Summary of my development and evaluation strategy

Developing and evaluating this solution was difficult due to the sheer volume of data (55+ million rows) and products (30,000+). I learned a lot through trial and error as well as researching existing solutions and their expected performance. I realized that I couldn’t possibly develop and evaluate a system for all 30,000 products using preferred strategies such as multiple model comparison, cross validation, and hyperparameter tuning. In light of this, I had to make some decisions to drastically simplify the development process at the expense of extensive testing.

Draw a small yet diverse sample of 1000 products.
For each product, reduce the training data by about 20%.
For each product, limit the testing data to a small 28-day sample corresponding with the final 28 days of the training data.
Use the H2O machine learning framework on an EC2 instance to train and tune (manually) the Random Forest and gradient boosted models.
Continue tweaking features and hyperparameters until RMSE on training and testing sets were sufficiently low and in agreement to avoid overfitting (in theory).

Potential improvements

If I were to compete in this competition again, I would experiement with the following changes:

More and/or better features related to weather, economic conditions, natural disasters, elections, etc.
Experiment with hierarchical forecasting strategies, particularly the one mentioned in this paper.
Ensemble of simple, traditional models since this strategy worked very well in the M4 Forecasting competition.
More extensive evaluation strategy, including hyperparameter tuning using AWS Sagemaker.

Conclusion

This competition forced me to think about doing machine learning and forecasting at scale.

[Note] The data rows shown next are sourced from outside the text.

//! HTTP transport.
//!
//! The client only needs "POST this JSON body, give me the response body".
//! That is abstracted behind [`HttpTransport`] so the envelope handling can be
//! exercised without a running AnkiConnect.

use std::time::Duration;

use reqwest::header::CONTENT_TYPE;

use crate::{Error, Result};

/// Default request timeout
pub const DEFAULT_TIMEOUT: Duration = Duration::from_secs(10);

/// Sends a JSON body and returns the response body.
pub trait HttpTransport: Send + Sync {
    fn post(&self, url: &str, body: String) -> Result<String>;
}

/// Blocking `reqwest` transport.
///
/// Idle connections are never reused; AnkiConnect drops pooled connections,
/// so every request opens a fresh one.
#[derive(Debug, Clone)]
pub struct ReqwestTransport {
    client: reqwest::blocking::Client,
}

impl ReqwestTransport {
    pub fn new(timeout: Duration) -> Result<Self> {
        let client = reqwest::blocking::Client::builder()
            .timeout(timeout)
            .pool_max_idle_per_host(0)
            .user_agent(concat!("anki-sync/", env!("CARGO_PKG_VERSION")))
            .build()
            .map_err(|e| Error::Client {
                message: e.to_string(),
            })?;
        Ok(Self { client })
    }
}

impl HttpTransport for ReqwestTransport {
    fn post(&self, url: &str, body: String) -> Result<String> {
        let http_error = |e: reqwest::Error| Error::Http {
            url: url.to_string(),
            message: e.to_string(),
        };

        let response = self
            .client
            .post(url)
            .header(CONTENT_TYPE, "application/json")
            .body(body)
            .send()
            .map_err(http_error)?;

        let status = response.status();
        let text = response.text().map_err(http_error)?;
        if !status.is_success() {
            return Err(Error::Status {
                status: status.as_u16(),
                body: text,
            });
        }
        Ok(text)
    }
}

It required a blend of technical and theoretical knowledge to engineer a solution for large volumes of data that generalized well to unseen data. I was very pleased to have discovered a high performing solution through the use of ensembling.

Despite my previous experience with AWS Sagemaker, I was delighted at how simple and effective it was to engineer the distributed training pipeline. In a production setting, I would highly recommend using AWS for exploring, training and deploying machine learning models at scale.

Finally, ensembling led to the single greatest improvement in performance.